#### Directions
Return only the lines running from the first line of the listing through the one with "CREATE TABLE IF NOT EXISTS users", unchanged.

%%

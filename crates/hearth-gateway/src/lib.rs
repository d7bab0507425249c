pub mod connection;
pub mod hub;
pub mod presence;
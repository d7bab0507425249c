use anyhow::Result;
use rusqlite::Connection;
use tracing::info;

pub fn run(conn: &Connection) -> Result<()> {
    conn.execute_batch(
        "
        CREATE TABLE IF NOT EXISTS users (
            id          TEXT PRIMARY KEY,
            name        TEXT NOT NULL,
            email       TEXT NOT NULL UNIQUE,
            password    TEXT NOT NULL,
            role        TEXT NOT NULL CHECK (role IN ('admin', 'child')),
            parent_id   TEXT REFERENCES users(id),
            family_id   TEXT,
            phone       TEXT,
            avatar_url  TEXT,
            is_online   INTEGER NOT NULL DEFAULT 0,
            last_seen   TEXT,
            created_at  TEXT NOT NULL
        );

        CREATE INDEX IF NOT EXISTS idx_users_family
            ON users(family_id);

        CREATE TABLE IF NOT EXISTS chats (
            id                  TEXT PRIMARY KEY,
            chat_name           TEXT,
            is_group            INTEGER NOT NULL,
            family_id           TEXT,
            pair_key            TEXT,
            group_admin         TEXT REFERENCES users(id),
            latest_message_id   TEXT,
            created_at          TEXT NOT NULL,
            updated_at          TEXT NOT NULL
        );

        -- One group chat per family, one direct chat per participant pair
        CREATE UNIQUE INDEX IF NOT EXISTS idx_chats_family_group
            ON chats(family_id) WHERE is_group = 1 AND family_id IS NOT NULL;

        CREATE UNIQUE INDEX IF NOT EXISTS idx_chats_pair
            ON chats(pair_key) WHERE pair_key IS NOT NULL;

        CREATE TABLE IF NOT EXISTS chat_members (
            chat_id     TEXT NOT NULL REFERENCES chats(id),
            user_id     TEXT NOT NULL REFERENCES users(id),
            position    INTEGER NOT NULL,
            PRIMARY KEY (chat_id, user_id)
        );

        CREATE INDEX IF NOT EXISTS idx_chat_members_user
            ON chat_members(user_id);

        CREATE TABLE IF NOT EXISTS pinned_notes (
            id          TEXT PRIMARY KEY,
            chat_id     TEXT NOT NULL REFERENCES chats(id),
            text        TEXT NOT NULL,
            pinned_by   TEXT NOT NULL REFERENCES users(id),
            pinned_at   TEXT NOT NULL
        );

        CREATE TABLE IF NOT EXISTS messages (
            id          TEXT PRIMARY KEY,
            chat_id     TEXT NOT NULL REFERENCES chats(id),
            sender_id   TEXT NOT NULL REFERENCES users(id),
            content     TEXT NOT NULL,
            reply_to    TEXT REFERENCES messages(id),
            family_id   TEXT NOT NULL,
            created_at  TEXT NOT NULL
        );

        CREATE INDEX IF NOT EXISTS idx_messages_chat
            ON messages(chat_id, created_at);

        CREATE TABLE IF NOT EXISTS message_reads (
            message_id  TEXT NOT NULL REFERENCES messages(id),
            user_id     TEXT NOT NULL REFERENCES users(id),
            PRIMARY KEY (message_id, user_id)
        );

        CREATE TABLE IF NOT EXISTS message_reactions (
            message_id  TEXT NOT NULL REFERENCES messages(id),
            symbol      TEXT NOT NULL,
            count       INTEGER NOT NULL,
            PRIMARY KEY (message_id, symbol)
        );

        CREATE TABLE IF NOT EXISTS polls (
            id          TEXT PRIMARY KEY,
            question    TEXT NOT NULL,
            family_id   TEXT NOT NULL,
            created_by  TEXT NOT NULL REFERENCES users(id),
            is_active   INTEGER NOT NULL DEFAULT 1,
            created_at  TEXT NOT NULL
        );

        CREATE INDEX IF NOT EXISTS idx_polls_family
            ON polls(family_id, created_at);

        CREATE TABLE IF NOT EXISTS poll_options (
            id          TEXT PRIMARY KEY,
            poll_id     TEXT NOT NULL REFERENCES polls(id),
            position    INTEGER NOT NULL,
            text        TEXT NOT NULL
        );

        -- A voter holds at most one option per poll
        CREATE TABLE IF NOT EXISTS poll_votes (
            poll_id     TEXT NOT NULL REFERENCES polls(id),
            option_id   TEXT NOT NULL REFERENCES poll_options(id),
            user_id     TEXT NOT NULL REFERENCES users(id),
            voted_at    TEXT NOT NULL,
            PRIMARY KEY (poll_id, user_id)
        );

        CREATE TABLE IF NOT EXISTS alerts (
            id              TEXT PRIMARY KEY,
            triggered_by    TEXT NOT NULL REFERENCES users(id),
            family_id       TEXT NOT NULL,
            lat             REAL NOT NULL,
            lng             REAL NOT NULL,
            status          TEXT NOT NULL CHECK (status IN ('active', 'resolved')),
            resolved_at     TEXT,
            created_at      TEXT NOT NULL
        );

        -- At most one active alert per user
        CREATE UNIQUE INDEX IF NOT EXISTS idx_alerts_one_active
            ON alerts(triggered_by) WHERE status = 'active';

        CREATE INDEX IF NOT EXISTS idx_alerts_family
            ON alerts(family_id, created_at);
        ",
    )?;

    info!("Database migrations complete");
    Ok(())
}
use axum::{Extension, Json, extract::State, response::IntoResponse};
use chrono::Utc;
use tracing::info;
use uuid::Uuid;

use hearth_db::Database;
use hearth_db::models::ChatRow;
use hearth_types::api::{ConversationView, UserSummary};
use hearth_types::models::SessionUser;

use crate::error::{ApiError, ApiResult};
use crate::state::{AppState, AppStateInner};
use crate::views::{self, GROUP_CHAT_NAME};

/// Every conversation the caller sees: the family group chat, each persisted
/// one-on-one chat, and a virtual stand-in for every family member they have
/// not talked to yet. Newest activity first.
///
/// Only writes when the family group chat does not exist yet.
pub async fn list_conversations(
    state: &AppStateInner,
    user: &SessionUser,
) -> ApiResult<Vec<ConversationView>> {
    let Some(family) = user.family_id.clone() else {
        return Ok(vec![]);
    };

    let viewer = user.id;
    let viewer_name = user.name.clone();
    let group_id = Uuid::new_v4().to_string();
    let now = hearth_db::format_timestamp(Utc::now());

    let (conversations, created) = state
        .db(move |db| {
            let viewer_id = viewer.to_string();
            let members = db.get_family_members(family.as_str())?;
            let member_ids: Vec<String> = members.iter().map(|m| m.id.clone()).collect();

            let (group, created) = db.get_or_create_group_chat(
                &group_id,
                family.as_str(),
                GROUP_CHAT_NAME,
                &viewer_id,
                &member_ids,
                &now,
            )?;

            let me = match members.iter().find(|m| m.id == viewer_id) {
                Some(row) => views::user_summary(row)?,
                None => UserSummary {
                    id: viewer,
                    name: viewer_name,
                    avatar: None,
                },
            };

            let mut conversations = vec![views::conversation_view(db, group, viewer)?];
            for member in members.iter().filter(|m| m.id != viewer_id) {
                let view = match db.find_direct_chat(&viewer_id, &member.id)? {
                    Some(chat) => views::conversation_view(db, chat, viewer)?,
                    None => views::virtual_conversation(me.clone(), member)?,
                };
                conversations.push(view);
            }

            conversations.sort_by(|a, b| b.updated_at.cmp(&a.updated_at));
            Ok((conversations, created))
        })
        .await?;

    if created {
        if let Some(family) = &user.family_id {
            info!("Created group chat for family {}", family);
        }
    }

    Ok(conversations)
}

/// Load a persisted chat the caller is allowed to use.
pub(crate) fn visible_chat(db: &Database, chat_id: Uuid, user: &SessionUser) -> ApiResult<ChatRow> {
    let chat = db
        .get_chat(&chat_id.to_string())?
        .ok_or_else(|| ApiError::NotFound("Chat not found.".into()))?;

    if !views::chat_visible(db, &chat, user)? {
        return Err(ApiError::Forbidden("You are not a member of this chat.".into()));
    }
    Ok(chat)
}

pub async fn get_chats(
    State(state): State<AppState>,
    Extension(user): Extension<SessionUser>,
) -> ApiResult<impl IntoResponse> {
    let chats = list_conversations(&state, &user).await?;
    Ok(Json(serde_json::json!({ "success": true, "chats": chats })))
}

%%

#### Solution to the problem
filename crates/hearth-gateway/src/lib.rs
repository d7bab0507425249c
pub mod connection;
pub mod hub;
pub mod presence;
repository d7bab0507425249c
use anyhow::Result;
use rusqlite::Connection;
use tracing::info;

pub fn run(conn: &Connection) -> Result<()> {
    conn.execute_batch(
        "
        CREATE TABLE IF NOT EXISTS users (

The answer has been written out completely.